//! Manifest pre-processing: migration, validation, name canonicalization.
//!
//! Raw manifests arrive as JSON values. They are migrated to the current
//! shape, validated as a whole (every violation reported at once), and only
//! then deserialized into [`fleet_core::DeploymentManifest`].

use std::net::Ipv4Addr;

use serde_json::{Map, Value, json};

use crate::error::{PlannerError, PlannerResult};

/// Rewrites older manifest shapes into the current one.
pub trait ManifestMigrator: Send + Sync {
    fn migrate(&self, manifest: Value) -> PlannerResult<Value>;
}

/// Checks a migrated manifest, reporting every violation.
pub trait ManifestValidator: Send + Sync {
    fn validate(&self, manifest: &Value) -> PlannerResult<()>;
}

/// Maps a user-supplied deployment name to its stored form.
pub trait Canonicalizer: Send + Sync {
    fn canonical(&self, name: &str) -> PlannerResult<String>;
}

// ── Migration ─────────────────────────────────────────────────────

/// Lifts legacy singular keys into their list forms:
/// `release: {..}` becomes `releases: [{..}]` and a job's
/// `template: "x"` becomes `templates: [{name: "x"}]`.
#[derive(Debug, Default, Clone, Copy)]
pub struct DefaultMigrator;

impl ManifestMigrator for DefaultMigrator {
    fn migrate(&self, mut manifest: Value) -> PlannerResult<Value> {
        let Some(root) = manifest.as_object_mut() else {
            return Ok(manifest);
        };

        if let Some(release) = root.remove("release") {
            if root.contains_key("releases") {
                return Err(PlannerError::Validation(vec![
                    "manifest defines both 'release' and 'releases'".to_string(),
                ]));
            }
            root.insert("releases".to_string(), Value::Array(vec![release]));
        }

        if let Some(Value::Array(jobs)) = root.get_mut("jobs") {
            for job in jobs.iter_mut().filter_map(Value::as_object_mut) {
                migrate_job_template(job)?;
            }
        }

        Ok(manifest)
    }
}

fn migrate_job_template(job: &mut Map<String, Value>) -> PlannerResult<()> {
    let Some(template) = job.remove("template") else {
        return Ok(());
    };
    if job.contains_key("templates") {
        let name = job.get("name").and_then(Value::as_str).unwrap_or("?");
        return Err(PlannerError::Validation(vec![format!(
            "job '{name}' defines both 'template' and 'templates'"
        )]));
    }
    let templates = match template {
        Value::String(name) => vec![json!({ "name": name })],
        Value::Array(names) => names
            .into_iter()
            .map(|n| match n {
                Value::String(name) => json!({ "name": name }),
                other => other,
            })
            .collect(),
        other => vec![other],
    };
    job.insert("templates".to_string(), Value::Array(templates));
    Ok(())
}

// ── Validation ────────────────────────────────────────────────────

/// Structural checks over the migrated manifest.
#[derive(Debug, Default, Clone, Copy)]
pub struct SchemaValidator;

impl ManifestValidator for SchemaValidator {
    fn validate(&self, manifest: &Value) -> PlannerResult<()> {
        let mut violations = Vec::new();

        let Some(root) = manifest.as_object() else {
            return Err(PlannerError::Validation(vec![
                "manifest must be an object".to_string(),
            ]));
        };

        match root.get("name") {
            Some(Value::String(name)) if !name.trim().is_empty() => {}
            Some(Value::String(_)) => violations.push("name must not be empty".to_string()),
            Some(_) => violations.push("name must be a string".to_string()),
            None => violations.push("name is required".to_string()),
        }

        if root.get("properties").is_some_and(|props| !props.is_object()) {
            violations.push("properties must be an object".to_string());
        }

        for (i, release) in list(root, "releases", &mut violations).iter().enumerate() {
            let at = format!("releases[{i}]");
            require_str(release, "name", &at, &mut violations);
            require_str(release, "version", &at, &mut violations);
        }

        for (i, job) in list(root, "jobs", &mut violations).iter().enumerate() {
            let at = match job.get("name").and_then(Value::as_str) {
                Some(name) => format!("jobs[{i}] ({name})"),
                None => format!("jobs[{i}]"),
            };
            validate_job(job, &at, &mut violations);
        }

        for (i, network) in list(root, "networks", &mut violations).iter().enumerate() {
            let at = format!("networks[{i}]");
            require_str(network, "name", &at, &mut violations);
            for (j, subnet) in nested_list(network, "subnets", &at, &mut violations).iter().enumerate() {
                require_str(subnet, "range", &format!("{at}.subnets[{j}]"), &mut violations);
            }
        }

        for (i, pool) in list(root, "resource_pools", &mut violations).iter().enumerate() {
            let at = format!("resource_pools[{i}]");
            require_str(pool, "name", &at, &mut violations);
            require_str(pool, "network", &at, &mut violations);
            match pool.get("stemcell") {
                Some(stemcell @ Value::Object(_)) => {
                    let at = format!("{at}.stemcell");
                    require_str(stemcell, "name", &at, &mut violations);
                    require_str(stemcell, "version", &at, &mut violations);
                }
                Some(_) => violations.push(format!("{at}.stemcell must be an object")),
                None => violations.push(format!("{at}.stemcell is required")),
            }
        }

        if let Some(compilation) = root.get("compilation") {
            match compilation.get("workers") {
                None => {}
                Some(w) if w.as_u64().is_some_and(|w| w > 0) => {}
                Some(_) => violations.push("compilation.workers must be a positive integer".to_string()),
            }
        }

        if violations.is_empty() {
            Ok(())
        } else {
            Err(PlannerError::Validation(violations))
        }
    }
}

fn validate_job(job: &Value, at: &str, violations: &mut Vec<String>) {
    if !job.is_object() {
        violations.push(format!("{at} must be an object"));
        return;
    }
    require_str(job, "name", at, violations);
    require_str(job, "resource_pool", at, violations);
    match job.get("instances") {
        Some(n) if n.as_u64().is_some_and(|n| n <= u64::from(u32::MAX)) => {}
        Some(_) => violations.push(format!("{at}.instances must be a non-negative integer")),
        None => violations.push(format!("{at}.instances is required")),
    }
    if job.get("persistent_disk").is_some_and(|disk| disk.as_u64().is_none()) {
        violations.push(format!("{at}.persistent_disk must be a non-negative integer"));
    }
    for (i, template) in nested_list(job, "templates", at, violations).iter().enumerate() {
        require_str(template, "name", &format!("{at}.templates[{i}]"), violations);
    }
    for (i, network) in nested_list(job, "networks", at, violations).iter().enumerate() {
        let net_at = format!("{at}.networks[{i}]");
        require_str(network, "name", &net_at, violations);
        if let Some(ips) = network.get("static_ips") {
            let valid = ips.as_array().is_some_and(|ips| {
                ips.iter()
                    .all(|ip| ip.as_str().is_some_and(|s| s.parse::<Ipv4Addr>().is_ok()))
            });
            if !valid {
                violations.push(format!("{net_at}.static_ips must be a list of IPv4 addresses"));
            }
        }
    }
}

fn list<'a>(root: &'a Map<String, Value>, key: &str, violations: &mut Vec<String>) -> &'a [Value] {
    match root.get(key) {
        None => &[],
        Some(Value::Array(items)) => items,
        Some(_) => {
            violations.push(format!("{key} must be a list"));
            &[]
        }
    }
}

fn nested_list<'a>(value: &'a Value, key: &str, at: &str, violations: &mut Vec<String>) -> &'a [Value] {
    match value.get(key) {
        None => &[],
        Some(Value::Array(items)) => items,
        Some(_) => {
            violations.push(format!("{at}.{key} must be a list"));
            &[]
        }
    }
}

fn require_str(value: &Value, key: &str, at: &str, violations: &mut Vec<String>) {
    match value.get(key) {
        Some(Value::String(_)) => {}
        Some(_) => violations.push(format!("{at}.{key} must be a string")),
        None => violations.push(format!("{at}.{key} is required")),
    }
}

// ── Canonicalization ──────────────────────────────────────────────

/// Lower-cases, maps `_` to `-`, and drops anything outside `[a-z0-9-]`.
#[derive(Debug, Default, Clone, Copy)]
pub struct DefaultCanonicalizer;

impl Canonicalizer for DefaultCanonicalizer {
    fn canonical(&self, name: &str) -> PlannerResult<String> {
        let canonical: String = name
            .trim()
            .to_lowercase()
            .chars()
            .map(|c| if c == '_' { '-' } else { c })
            .filter(|c| c.is_ascii_lowercase() || c.is_ascii_digit() || *c == '-')
            .collect();
        if canonical.is_empty() {
            return Err(PlannerError::Validation(vec![format!(
                "deployment name '{name}' has no valid characters"
            )]));
        }
        if canonical.starts_with('-') {
            return Err(PlannerError::Validation(vec![format!(
                "deployment name '{name}' must start with a letter or digit"
            )]));
        }
        Ok(canonical)
    }
}
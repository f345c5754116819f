//! fleet-core — shared types for the FleetGrid deployment planner.
//!
//! - **`manifest`** — deployment manifest and cloud config documents
//! - **`config`** — `fleet.toml` planner configuration
//! - **`net`** — IPv4 subnet and range arithmetic
//! - **`types`** — plan options and desired instance states

pub mod config;
pub mod manifest;
pub mod net;
pub mod types;

pub use config::{ClusterMap, FleetConfig, load_document};
pub use manifest::*;
pub use net::{Ipv4Cidr, NetError};
pub use types::*;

■ ■ ■

Give back, word for word, the lines from the one with "pub mod config;" through the last line of the entries, both included, and no other line.

#### RESULT
pub mod config;
pub mod manifest;
pub mod net;
pub mod types;

pub use config::{ClusterMap, FleetConfig, load_document};
pub use manifest::*;
pub use net::{Ipv4Cidr, NetError};
pub use types::*;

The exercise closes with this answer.